Loup ou Renard ? (suite 2)

Christian Ursulet

I) L’ ÉPOQUE N’EST PAS LA MÊME …
   À la force coloniale brutale, primaire, aux gouvernements et aux généraux d’assassins et de prédateurs Français qui ont opéré sur tous les continents a succédé une France impérialiste libérale puis néolibérale, armée à l’occasion du bâton , mais principalement armée d’outils puissants d’assimilation et d’intégration forcée:

   «  Vous êtes la France en Outre-Mer! »… la France des Droits de l’homme avec ses écoles lycées et universités, la France avec ses hôpitaux et sa protection sociale, la France avec sa CAF et ses allocations mensuelles, la France de pôle Emploi et ses allocations chômage, bref la France et sa chimère « Liberté Égalité Fraternité ».
    Ainsi ces colonies dites d’Outre Mer qui ne verraient plus en face en première ligne le casque colonial et le bouton, mais la carte vitale, la main du Ministre distribuant ( même parcimonieusement) subventions de l’Etat et fonds Européens;
ces colonisés qui voient aujourd’hui leurs sportifs se substituer aux Tirailleurs pour défendre la « mère patrie » en danger sur tous les stades, qui voient certains élus promus Ministres des dits Outre Mer et même Gardienne des Sceaux de la République une et indivisible, sont amenés à se dire « wè!… fout’ nou fô!…nèg nous au Panthéon …sé nou ki ka mennen! »
   Et certains d’ajouter « gadé yo a koté-a…yo pres ka mò fen… yo jis ka vini chèché lavi isia !»
Et la boucle semble bouclée. A tel point que même la revendication de baisse des prix réclame plus de Fwance !!!… « on a les mêmes contraventions on veut les mêmes prix! »…  « on est Français ou pas ?»… et puisque vous refusez d’aligner les prix, on brûle les radars !…ils le sont en grand nombre aujourd’hui…

   II) LE CUL DE SAC DE LA VIOLENCE MAFIEUSE ET LA CROISÉE DES CHEMINS POUR LA DIRECTION DU MOUVEMENT:

   Fantasmer sur la lutte de libération nationale de « l’armée des rubans rouges » tombe à côté de la plaque.
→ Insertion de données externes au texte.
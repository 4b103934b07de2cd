//! Loading state renderer.

use super::escape_html;

/// Render the placeholder shown until the product is available.
pub fn render_loading(message: &str) -> String {
    format!(
        r#"<section class="product-loading" data-section="loading">
    <p class="loading-message">{}</p>
    <div class="loading-spinner" aria-hidden="true"></div>
</section>"#,
        escape_html(message)
    )
}
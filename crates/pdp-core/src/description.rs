//! Rich-text description to plain text.
//!
//! Markup parsing is a capability of the rendering environment. Environments
//! without it render an empty description instead of failing.

use scraper::Html;

/// Converts description markup into plain text.
pub trait DescriptionSanitizer {
    /// Whether this environment can parse markup at all.
    fn supports_markup(&self) -> bool;

    /// Text content of `markup`. Only called when [`supports_markup`] is true.
    ///
    /// [`supports_markup`]: DescriptionSanitizer::supports_markup
    fn extract_text(&self, markup: &str) -> String;
}

/// Sanitizer backed by an HTML parser.
#[derive(Debug, Clone, Copy, Default)]
pub struct HtmlSanitizer;

impl DescriptionSanitizer for HtmlSanitizer {
    fn supports_markup(&self) -> bool {
        true
    }

    fn extract_text(&self, markup: &str) -> String {
        if !markup.contains('<') && !markup.contains('&') {
            return markup.trim().to_string();
        }
        let fragment = Html::parse_fragment(markup);
        let text: String = fragment.root_element().text().collect();
        text.trim().to_string()
    }
}

/// Environment without markup parsing.
#[derive(Debug, Clone, Copy, Default)]
pub struct UnsupportedSanitizer;

impl DescriptionSanitizer for UnsupportedSanitizer {
    fn supports_markup(&self) -> bool {
        false
    }

    fn extract_text(&self, _markup: &str) -> String {
        String::new()
    }
}

/// Plain-text description for display; empty when absent or unsupported.
pub fn plain_description(sanitizer: &dyn DescriptionSanitizer, description: Option<&str>) -> String {
    match description {
        Some(markup) if sanitizer.supports_markup() => sanitizer.extract_text(markup),
        _ => String::new(),
    }
}

#[cfg(test)]
mod tests {
    use super::*;

    #[test]
    fn test_strips_tags() {
        let text = plain_description(&HtmlSanitizer, Some("<p>Hello <b>world</b></p>"));
        assert_eq!(text, "Hello world");
    }

    #[test]
    fn test_decodes_entities() {
        let text = plain_description(&HtmlSanitizer, Some("<p>Fish &amp; chips&nbsp;only</p>"));
        assert_eq!(text, "Fish & chips\u{a0}only");
    }

    #[test]
    fn test_concatenates_blocks_like_text_content() {
        let text = plain_description(&HtmlSanitizer, Some("<p>One</p><p>Two</p>"));
        assert_eq!(text, "OneTwo");
    }

    #[test]
    fn test_plain_text_passes_through() {
        assert_eq!(plain_description(&HtmlSanitizer, Some("  No markup ")), "No markup");
    }

    #[test]
    fn test_absent_description() {
        assert_eq!(plain_description(&HtmlSanitizer, None), "");
    }

    #[test]
    fn test_unsupported_environment_falls_back_to_empty() {
        assert_eq!(
            plain_description(&UnsupportedSanitizer, Some("<p>Hidden</p>")),
            ""
        );
    }
}
//! Show the display price of a product.

use anyhow::Result;
use pdp_core::pricing::{normalize, AggregatePriceFormat, DelimitedAggregate, PriceSide};

use super::PriceArgs;
use crate::context::{read_product, Context};

/// Run the price command.
pub fn run(args: PriceArgs, ctx: &Context) -> Result<()> {
    let product = read_product(&args.product)?;
    let format = match &args.delimiter {
        Some(delimiter) => DelimitedAggregate::new(delimiter.clone()),
        None => ctx.config.pricing.aggregate_format(),
    };

    if let Some(selector) = &args.side {
        let side = PriceSide::from_selector(selector);
        let raw = format.extract_side(product.price.as_deref().unwrap_or_default(), side);
        let value = normalize(Some(&raw));
        if ctx.output.is_json() {
            ctx.output.json(&serde_json::json!({ "side": side.as_str(), "value": value }));
        } else {
            println!("{}", value);
        }
        return Ok(());
    }

    let viewer = ctx.viewer_for(product).with_price_format(format);
    let view = viewer.view();
    if ctx.output.is_json() {
        ctx.output.json(&view.price);
        return Ok(());
    }

    ctx.output.header(&view.name);
    ctx.output.kv("type", view.product_type.as_str());
    ctx.output.price(&view.price);
    if view.price.is_sale() && view.price.current.is_empty() {
        ctx.output.warn("Sale price is empty; check the combined price delimiter");
    }

    Ok(())
}
//! Product view configuration.

use std::path::Path;

use serde::{Deserialize, Serialize};

use crate::pricing::DelimitedAggregate;
use crate::selection::OPTION_SEPARATOR;
use crate::PdpError;

/// Image shown when a product has none.
pub const PLACEHOLDER_IMAGE: &str = "https://via.placeholder.com/600";

/// Top-level configuration, loadable from TOML or JSON.
#[derive(Debug, Clone, Default, PartialEq, Serialize, Deserialize)]
pub struct PdpConfig {
    #[serde(default)]
    pub pricing: PricingConfig,

    #[serde(default)]
    pub display: DisplayConfig,

    #[serde(default)]
    pub logging: LoggingConfig,
}

impl PdpConfig {
    /// Load config from a file. `.json` files are read as JSON, anything else as TOML.
    pub fn load(path: impl AsRef<Path>) -> Result<Self, PdpError> {
        let path = path.as_ref();
        let display = path.display().to_string();
        let content = std::fs::read_to_string(path).map_err(|e| PdpError::ConfigRead {
            path: display.clone(),
            reason: e.to_string(),
        })?;

        if is_json(path) {
            serde_json::from_str(&content).map_err(|e| PdpError::ConfigParse {
                path: display,
                reason: e.to_string(),
            })
        } else {
            Self::from_toml(&content).map_err(|e| match e {
                PdpError::ConfigParse { reason, .. } => PdpError::ConfigParse {
                    path: display,
                    reason,
                },
                other => other,
            })
        }
    }

    /// Parse config from TOML text.
    pub fn from_toml(content: &str) -> Result<Self, PdpError> {
        toml::from_str(content).map_err(|e| PdpError::ConfigParse {
            path: "<inline>".to_string(),
            reason: e.to_string(),
        })
    }

    /// Render config as TOML.
    pub fn to_toml(&self) -> Result<String, PdpError> {
        Ok(toml::to_string_pretty(self)?)
    }

    /// Problems that would make rendering misbehave silently.
    pub fn validate(&self) -> Vec<String> {
        let mut problems = Vec::new();
        if self.pricing.aggregate_delimiter.is_empty() {
            problems.push(
                "pricing.aggregate_delimiter is empty; sale prices of variable products will render blank"
                    .to_string(),
            );
        }
        if self.display.option_separator.is_empty() {
            problems.push("display.option_separator is empty; option labels show full names".to_string());
        }
        if self.display.placeholder_image.is_empty() {
            problems.push("display.placeholder_image is empty".to_string());
        }
        problems
    }
}

fn is_json(path: &Path) -> bool {
    path.extension()
        .map(|ext| ext.eq_ignore_ascii_case("json"))
        .unwrap_or(false)
}

/// Pricing configuration.
#[derive(Debug, Clone, PartialEq, Serialize, Deserialize)]
pub struct PricingConfig {
    /// Separator between the current and original value of a combined price.
    #[serde(default = "default_delimiter")]
    pub aggregate_delimiter: String,
}

fn default_delimiter() -> String {
    DelimitedAggregate::default().delimiter().to_string()
}

impl Default for PricingConfig {
    fn default() -> Self {
        Self {
            aggregate_delimiter: default_delimiter(),
        }
    }
}

impl PricingConfig {
    pub fn aggregate_format(&self) -> DelimitedAggregate {
        DelimitedAggregate::new(self.aggregate_delimiter.clone())
    }
}

/// Display strings and layout flags.
#[derive(Debug, Clone, PartialEq, Serialize, Deserialize)]
pub struct DisplayConfig {
    #[serde(default = "default_placeholder")]
    pub placeholder_image: String,

    #[serde(default = "default_option_separator")]
    pub option_separator: String,

    #[serde(default = "default_loading_message")]
    pub loading_message: String,

    #[serde(default = "default_stock_suffix")]
    pub stock_suffix: String,

    #[serde(default = "default_option_stock_suffix")]
    pub option_stock_suffix: String,

    #[serde(default = "default_options_label")]
    pub options_label: String,

    /// Footer under the cart button. Empty hides it.
    #[serde(default = "default_shipping_note", skip_serializing_if = "Option::is_none")]
    pub shipping_note: Option<String>,

    /// Whether the add-to-cart control spans the full column width.
    #[serde(default = "default_true")]
    pub full_width_cart: bool,
}

fn default_placeholder() -> String {
    PLACEHOLDER_IMAGE.to_string()
}

fn default_option_separator() -> String {
    OPTION_SEPARATOR.to_string()
}

fn default_loading_message() -> String {
    "Caricamento prodotto...".to_string()
}

fn default_stock_suffix() -> String {
    "disponibili in magazzino".to_string()
}

fn default_option_stock_suffix() -> String {
    "disp.".to_string()
}

fn default_options_label() -> String {
    "Opzioni disponibili".to_string()
}

fn default_shipping_note() -> Option<String> {
    Some("Spedizione rapida per tutti i tuoi prodotti Harry Potter e plettri.".to_string())
}

fn default_true() -> bool {
    true
}

impl Default for DisplayConfig {
    fn default() -> Self {
        Self {
            placeholder_image: default_placeholder(),
            option_separator: default_option_separator(),
            loading_message: default_loading_message(),
            stock_suffix: default_stock_suffix(),
            option_stock_suffix: default_option_stock_suffix(),
            options_label: default_options_label(),
            shipping_note: default_shipping_note(),
            full_width_cart: true,
        }
    }
}

/// Logging configuration.
#[derive(Debug, Clone, PartialEq, Serialize, Deserialize)]
pub struct LoggingConfig {
    /// Minimum level: trace, debug, info, warn or error.
    #[serde(default = "default_level")]
    pub level: String,

    /// Output format: human or json.
    #[serde(default = "default_format")]
    pub format: String,
}

fn default_level() -> String {
    "info".to_string()
}

fn default_format() -> String {
    "human".to_string()
}

impl Default for LoggingConfig {
    fn default() -> Self {
        Self {
            level: default_level(),
            format: default_format(),
        }
    }
}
Car si les jeunes laissés-pour-compte du système soufflent sur les braises pour propager l’incendie de leur revanche, si les moins jeunes conscients de la vie insupportable et inégalitaire adhèrent affectivement au mouvement, les voyous trafiquants et mafieux, eux, s’engouffrent dans l’espace nocturne qui est concédé, volent, pillent, incendient, menacent, se structurent et se coordonnent en ayant pour objectif de gagner du terrain, de gagner des marchés pour leurs trafics d’armes et de stupéfiants. Ce faisant, bascule dans la peur de cette indistincte violence, la grande majorité de la population qui, elle, est tentée de jeter le bébé avec l’eau du bain.
  A l’arrivée, ce mouvement justifié sur le fond ( pas dans sa revendication ) en mobilisant une proximité avouée ou non avec la violence mafieuse, éloigne de lui la grande majorité de la population Martiniquaise… alors armée embryonnaire de libération nationale ou armée de profiteurs mafieux irresponsables ?…les actes commis, leurs conséquences, l’absence de condamnation claire de cette violence par les dirigeants du mouvement, laissent hélas peu de place à la 1ère hypothèse.
Faute de s’être liés aux forces sociales réelles et organisées qui ont porté toutes les avancées sociales de ce Pays ( les syndicats), et les ayant même snobées, voire humiliées, les dirigeants ont cru pouvoir utiliser cette violence nocturne (difficilement contrôlable) pour contraindre le pouvoir politique et les puissances d’argent. 

   Dans cette logique, sorte de fuite en avant de Major justicier, l’infantile quête d’entretien avec le Maître, pardon le Ministre, à la Résidence Préfectorale est plus un aveu de faiblesse et d’isolement que le contraire. Un mouvement populaire massif et uni aurait sans aucun doute contraint le Ministre à fixer un rdv avant même son arrivée en Martinique. Refus juste de la prédation par les prix, refus juste de cette signature d’une vague promesse d’engagement des gros distributeurs, mais revendication hors-sol et assimilationiste, cousinage avec les incendiaires et la violence nocturne, action isolée de major inexpérimenté , reflux de l’adhésion de masse aux actions de terrain, défiance vis à vis des casseurs d’entreprises et pourvoyeurs de chômage, tels sont les ingrédients de l’impasse oú s’enfoncent les dirigeants de la lutte. La radicalisation et la fidélité logique de leurs militants ouvre la porte à des alternatives qui dépendront de l’intelligence pratique des dirigeants: dérives isolationnistes et répression ? Ou sursaut unitaire et actions de masses concertées? Les dirigeants autoproclamés du peuple se trouvent à la croisée du chemin.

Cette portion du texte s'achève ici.